[Saved data entries]
□ □ □ □ □

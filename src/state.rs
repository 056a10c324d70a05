//! # state
//!
//! AppState — Feed, Ledger, Mentor, Lesson session และ WebSocket Broadcast
//! Channel ที่ทุก handler ใช้ร่วมกัน
//!
//! ```text
//! FeedAggregator ──(BroadcastSink)──► broadcast_tx ──► /ws/monitor
//! POST /api/trade ──► execute() ──► Ledger (Mutex) ──► broadcast_tx
//!                                              └──► spawn_commentary() ──► broadcast_tx
//! ```

use std::sync::Arc;

use chrono::{DateTime, Utc};
use serde::Serialize;
use tokio::sync::{broadcast, Mutex};
use tracing::{debug, warn};

use crate::{
    config::AppConfig,
    engine::{BinanceConnector, FeedAggregator, FeedSink, Ledger, LedgerError, LiveConnector, PortfolioView},
    events::{TradeSource, WsEvent},
    intelligence::{self, prompt, HttpProvider, IntelligenceProvider, LessonCursor},
    models::{Alert, Fill, InstrumentUpdate, TradeCommand},
};

/// Slow WebSocket clients lag (and skip) past this many queued events.
const BROADCAST_CAPACITY: usize = 256;

// ─── Feed → WebSocket ─────────────────────────────────────────────────────────

/// Forwards feed output to the broadcast channel. `send` never blocks, so it
/// is safe under the feed's lock.
struct BroadcastSink {
    tx: broadcast::Sender<String>,
}

impl FeedSink for BroadcastSink {
    fn on_update(&self, updates: &[InstrumentUpdate]) {
        let _ = self.tx.send(WsEvent::PricesUpdated { updates: updates.to_vec() }.to_json());
    }

    fn on_alert(&self, alert: &Alert) {
        let _ = self.tx.send(WsEvent::LargeTrade { alert: alert.clone() }.to_json());
    }
}

/// A successful command and the cash balance right after it.
#[derive(Debug, Clone, Serialize)]
pub struct Executed {
    pub fill: Fill,
    pub cash: f64,
}

// ─── AppState ─────────────────────────────────────────────────────────────────

pub struct AppState {
    pub config:       AppConfig,
    pub feed:         FeedAggregator,
    /// One lock = one command at a time; cash and positions never interleave.
    pub ledger:       Mutex<Ledger>,
    pub mentor:       Arc<dyn IntelligenceProvider>,
    /// Active lesson, `None` when no lesson is running.
    pub lesson:       Mutex<Option<LessonCursor>>,
    pub broadcast_tx: broadcast::Sender<String>,
    pub started_at:   DateTime<Utc>,
}

/// Convenience type alias
pub type SharedState = Arc<AppState>;

impl AppState {
    pub fn new(
        config: AppConfig,
        connector: Arc<dyn LiveConnector>,
        mentor: Arc<dyn IntelligenceProvider>,
    ) -> Self {
        let (broadcast_tx, _) = broadcast::channel(BROADCAST_CAPACITY);
        let sink = Arc::new(BroadcastSink { tx: broadcast_tx.clone() });

        Self {
            feed:       FeedAggregator::new(config.feed.clone(), sink, connector),
            ledger:     Mutex::new(Ledger::new(&config.ledger)),
            mentor,
            lesson:     Mutex::new(None),
            broadcast_tx,
            started_at: Utc::now(),
            config,
        }
    }

    // ── Helper Methods ────────────────────────────────────────────────────────

    /// Broadcast ไปยัง WebSocket clients ทั้งหมด ไม่มี listener ก็ไม่เป็นไร
    pub fn broadcast(&self, event: &WsEvent) {
        let _ = self.broadcast_tx.send(event.to_json());
    }

    /// Run one command against the latest prices and announce the outcome.
    pub async fn execute(&self, command: &TradeCommand, source: TradeSource) -> Result<Executed, LedgerError> {
        let quotes = self.feed.snapshot().await;
        let (result, cash) = {
            let mut ledger = self.ledger.lock().await;
            let result = ledger.execute(command, &quotes);
            (result, ledger.cash())
        };

        match &result {
            Ok(fill) => self.broadcast(&WsEvent::TradeExecuted {
                source,
                fill: Box::new(fill.clone()),
                cash,
            }),
            Err(e) => self.broadcast(&WsEvent::TradeRejected {
                source,
                command: command.clone(),
                reason: e.to_string(),
            }),
        }
        result.map(|fill| Executed { fill, cash })
    }

    pub async fn portfolio(&self) -> PortfolioView {
        let quotes = self.feed.snapshot().await;
        self.ledger.lock().await.view(&quotes)
    }

    /// Ask the mentor about a fill in the background. The trade is already
    /// applied; the answer (or the fallback) arrives as a COMMENTARY event.
    pub fn spawn_commentary(self: &Arc<Self>, fill: Fill, cash_after: f64) {
        let state = Arc::clone(self);
        tokio::spawn(async move {
            let situation  = prompt::fill_situation(&fill, cash_after);
            let commentary = intelligence::commentary_or_fallback(state.mentor.as_ref(), &situation).await;
            debug!(trade_id = %fill.trade_id, fallback = commentary.fallback, "🧠 [MENTOR] Commentary ready");
            state.broadcast(&WsEvent::Commentary {
                trade_id: Some(fill.trade_id),
                text:     commentary.text,
                fallback: commentary.fallback,
            });
        });
    }
}

/// Production wiring: Binance for the live leg, HTTP provider for the mentor.
pub fn build_state(config: AppConfig) -> SharedState {
    let connector = Arc::new(BinanceConnector::new(config.live_feed_url.clone()));
    let mentor    = Arc::new(HttpProvider::new(config.provider.clone()));
    if !mentor.is_configured() {
        warn!(provider = %config.provider.kind, "🧠 [MENTOR] AI_API_KEY not set, mentor runs offline");
    }
    Arc::new(AppState::new(config, connector, mentor))
}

□ □ □ □ □

__TASK INSTRUCTIONS__. Lines of the data above that include the string "None" must each be copied.

__TASK ANSWER__.
    /// Active lesson, `None` when no lesson is running.
            lesson:     Mutex::new(None),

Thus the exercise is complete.